┌────────

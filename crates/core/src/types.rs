//! Core types for pmstore
//!
//! This module defines the foundational types:
//! - Ident: on-disk name of one collection or index
//! - Namespace: "db.collection" name an ident is registered under
//! - RecordId: identity of a record inside a collection's record map
//! - ObjectId: stable key of an object inside a persistent pool arena

use crate::error::{PmseError, PmseResult};
use serde::{Deserialize, Serialize};
use std::fmt;

/// Stable string identifier for one collection or index
///
/// An ident doubles as the file name of the collection's pool, so it must
/// be a single, non-empty path component.
#[derive(Debug, Clone, PartialEq, Eq, Hash, PartialOrd, Ord, Serialize, Deserialize)]
pub struct Ident(String);

impl Ident {
    /// Create a validated ident
    ///
    /// # Errors
    /// Returns `InvalidIdent` if the name is empty, is `.`/`..`, or contains
    /// a path separator or NUL byte.
    pub fn new(name: impl Into<String>) -> PmseResult<Self> {
        let name = name.into();
        if name.is_empty() {
            return Err(PmseError::invalid_ident(name, "ident is empty"));
        }
        if name == "." || name == ".." {
            return Err(PmseError::invalid_ident(name, "ident is a relative path"));
        }
        if name.contains(['/', '\\', '\0']) {
            return Err(PmseError::invalid_ident(
                name,
                "contains a path separator or NUL byte",
            ));
        }
        Ok(Ident(name))
    }

    /// Get the ident as a string slice
    pub fn as_str(&self) -> &str {
        &self.0
    }
}

impl fmt::Display for Ident {
    fn fmt(&self, f: &mut fmt::Formatter<'_>) -> fmt::Result {
        f.write_str(&self.0)
    }
}

impl AsRef<str> for Ident {
    fn as_ref(&self) -> &str {
        &self.0
    }
}

impl TryFrom<&str> for Ident {
    type Error = PmseError;

    fn try_from(value: &str) -> PmseResult<Self> {
        Ident::new(value)
    }
}

/// Fully qualified collection name: `db.collection`
///
/// The empty namespace is used as a placeholder for index idents in the
/// ident catalog.
#[derive(Debug, Clone, Default, PartialEq, Eq, Hash, Serialize, Deserialize)]
pub struct Namespace(String);

/// Databases whose collections are internal to the server
const SYSTEM_DATABASES: &[&str] = &["admin", "local", "config"];

impl Namespace {
    /// Create a namespace from its dotted form
    pub fn new(ns: impl Into<String>) -> Self {
        Namespace(ns.into())
    }

    /// The empty placeholder namespace
    pub fn empty() -> Self {
        Namespace(String::new())
    }

    /// Check if this is the placeholder namespace
    pub fn is_empty(&self) -> bool {
        self.0.is_empty()
    }

    /// Database part (before the first dot)
    pub fn db(&self) -> &str {
        match self.0.split_once('.') {
            Some((db, _)) => db,
            None => &self.0,
        }
    }

    /// Collection part (after the first dot), empty if there is none
    pub fn coll(&self) -> &str {
        match self.0.split_once('.') {
            Some((_, coll)) => coll,
            None => "",
        }
    }

    /// Check if this names an internal collection
    ///
    /// `system.*` collections and every collection in `admin`, `local` and
    /// `config` get the smaller pool size.
    pub fn is_system(&self) -> bool {
        self.coll().starts_with("system.") || SYSTEM_DATABASES.contains(&self.db())
    }

    /// Get the namespace as a string slice
    pub fn as_str(&self) -> &str {
        &self.0
    }
}

impl fmt::Display for Namespace {
    fn fmt(&self, f: &mut fmt::Formatter<'_>) -> fmt::Result {
        f.write_str(&self.0)
    }
}

impl From<&str> for Namespace {
    fn from(value: &str) -> Self {
        Namespace::new(value)
    }
}

/// Identity of a record within one record map
///
/// Record ids are allocated monotonically per map starting at 1.
#[derive(Debug, Clone, Copy, PartialEq, Eq, Hash, PartialOrd, Ord, Serialize, Deserialize)]
pub struct RecordId(u64);

impl RecordId {
    /// Create a record id from its raw value
    pub const fn new(id: u64) -> Self {
        RecordId(id)
    }

    /// Raw value
    pub const fn as_u64(&self) -> u64 {
        self.0
    }
}

impl fmt::Display for RecordId {
    fn fmt(&self, f: &mut fmt::Formatter<'_>) -> fmt::Result {
        write!(f, "RecordId({})", self.0)
    }
}

/// Stable key of an object in a pool arena
///
/// Zero is reserved as the on-disk null pointer and never handed out.
#[derive(Debug, Clone, Copy, PartialEq, Eq, Hash, PartialOrd, Ord, Serialize, Deserialize)]
pub struct ObjectId(u64);

impl ObjectId {
    /// Create an object id from its raw value
    pub const fn new(id: u64) -> Self {
        ObjectId(id)
    }

    /// Raw value
    pub const fn as_u64(&self) -> u64 {
        self.0
    }
}

impl fmt::Display for ObjectId {
    fn fmt(&self, f: &mut fmt::Formatter<'_>) -> fmt::Result {
        write!(f, "#{}", self.0)
    }
}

└────────

* [Work to be completed]:
The complete listing above is to be output again exactly.

* [Output of the task]:
filename crates/core/src/types.rs
//! Core types for pmstore
//!
//! This module defines the foundational types:
//! - Ident: on-disk name of one collection or index
//! - Namespace: "db.collection" name an ident is registered under
//! - RecordId: identity of a record inside a collection's record map
//! - ObjectId: stable key of an object inside a persistent pool arena

use crate::error::{PmseError, PmseResult};
use serde::{Deserialize, Serialize};
use std::fmt;

/// Stable string identifier for one collection or index
///
/// An ident doubles as the file name of the collection's pool, so it must
/// be a single, non-empty path component.
#[derive(Debug, Clone, PartialEq, Eq, Hash, PartialOrd, Ord, Serialize, Deserialize)]
pub struct Ident(String);

impl Ident {
    /// Create a validated ident
    ///
    /// # Errors
    /// Returns `InvalidIdent` if the name is empty, is `.`/`..`, or contains
    /// a path separator or NUL byte.
    pub fn new(name: impl Into<String>) -> PmseResult<Self> {
        let name = name.into();
        if name.is_empty() {
            return Err(PmseError::invalid_ident(name, "ident is empty"));
        }
        if name == "." || name == ".." {
            return Err(PmseError::invalid_ident(name, "ident is a relative path"));
        }
        if name.contains(['/', '\\', '\0']) {
            return Err(PmseError::invalid_ident(
                name,
                "contains a path separator or NUL byte",
            ));
        }
        Ok(Ident(name))
    }

    /// Get the ident as a string slice
    pub fn as_str(&self) -> &str {
        &self.0
    }
}

impl fmt::Display for Ident {
    fn fmt(&self, f: &mut fmt::Formatter<'_>) -> fmt::Result {
        f.write_str(&self.0)
    }
}

impl AsRef<str> for Ident {
    fn as_ref(&self) -> &str {
        &self.0
    }
}

impl TryFrom<&str> for Ident {
    type Error = PmseError;

    fn try_from(value: &str) -> PmseResult<Self> {
        Ident::new(value)
    }
}

/// Fully qualified collection name: `db.collection`
///
/// The empty namespace is used as a placeholder for index idents in the
/// ident catalog.
#[derive(Debug, Clone, Default, PartialEq, Eq, Hash, Serialize, Deserialize)]
pub struct Namespace(String);

/// Databases whose collections are internal to the server
const SYSTEM_DATABASES: &[&str] = &["admin", "local", "config"];

impl Namespace {
    /// Create a namespace from its dotted form
    pub fn new(ns: impl Into<String>) -> Self {
        Namespace(ns.into())
    }

    /// The empty placeholder namespace
    pub fn empty() -> Self {
        Namespace(String::new())
    }

    /// Check if this is the placeholder namespace
    pub fn is_empty(&self) -> bool {
        self.0.is_empty()
    }

    /// Database part (before the first dot)
    pub fn db(&self) -> &str {
        match self.0.split_once('.') {
            Some((db, _)) => db,
            None => &self.0,
        }
    }

    /// Collection part (after the first dot), empty if there is none
    pub fn coll(&self) -> &str {
        match self.0.split_once('.') {
            Some((_, coll)) => coll,
            None => "",
        }
    }

    /// Check if this names an internal collection
    ///
    /// `system.*` collections and every collection in `admin`, `local` and
    /// `config` get the smaller pool size.
    pub fn is_system(&self) -> bool {
        self.coll().starts_with("system.") || SYSTEM_DATABASES.contains(&self.db())
    }

    /// Get the namespace as a string slice
    pub fn as_str(&self) -> &str {
        &self.0
    }
}

impl fmt::Display for Namespace {
    fn fmt(&self, f: &mut fmt::Formatter<'_>) -> fmt::Result {
        f.write_str(&self.0)
    }
}

impl From<&str> for Namespace {
    fn from(value: &str) -> Self {
        Namespace::new(value)
    }
}

/// Identity of a record within one record map
///
/// Record ids are allocated monotonically per map starting at 1.
#[derive(Debug, Clone, Copy, PartialEq, Eq, Hash, PartialOrd, Ord, Serialize, Deserialize)]
pub struct RecordId(u64);

impl RecordId {
    /// Create a record id from its raw value
    pub const fn new(id: u64) -> Self {
        RecordId(id)
    }

    /// Raw value
    pub const fn as_u64(&self) -> u64 {
        self.0
    }
}

impl fmt::Display for RecordId {
    fn fmt(&self, f: &mut fmt::Formatter<'_>) -> fmt::Result {
        write!(f, "RecordId({})", self.0)
    }
}

/// Stable key of an object in a pool arena
///
/// Zero is reserved as the on-disk null pointer and never handed out.
#[derive(Debug, Clone, Copy, PartialEq, Eq, Hash, PartialOrd, Ord, Serialize, Deserialize)]
pub struct ObjectId(u64);

impl ObjectId {
    /// Create an object id from its raw value
    pub const fn new(id: u64) -> Self {
        ObjectId(id)
    }

    /// Raw value
    pub const fn as_u64(&self) -> u64 {
        self.0
    }
}

impl fmt::Display for ObjectId {
    fn fmt(&self, f: &mut fmt::Formatter<'_>) -> fmt::Result {
        write!(f, "#{}", self.0)
    }
}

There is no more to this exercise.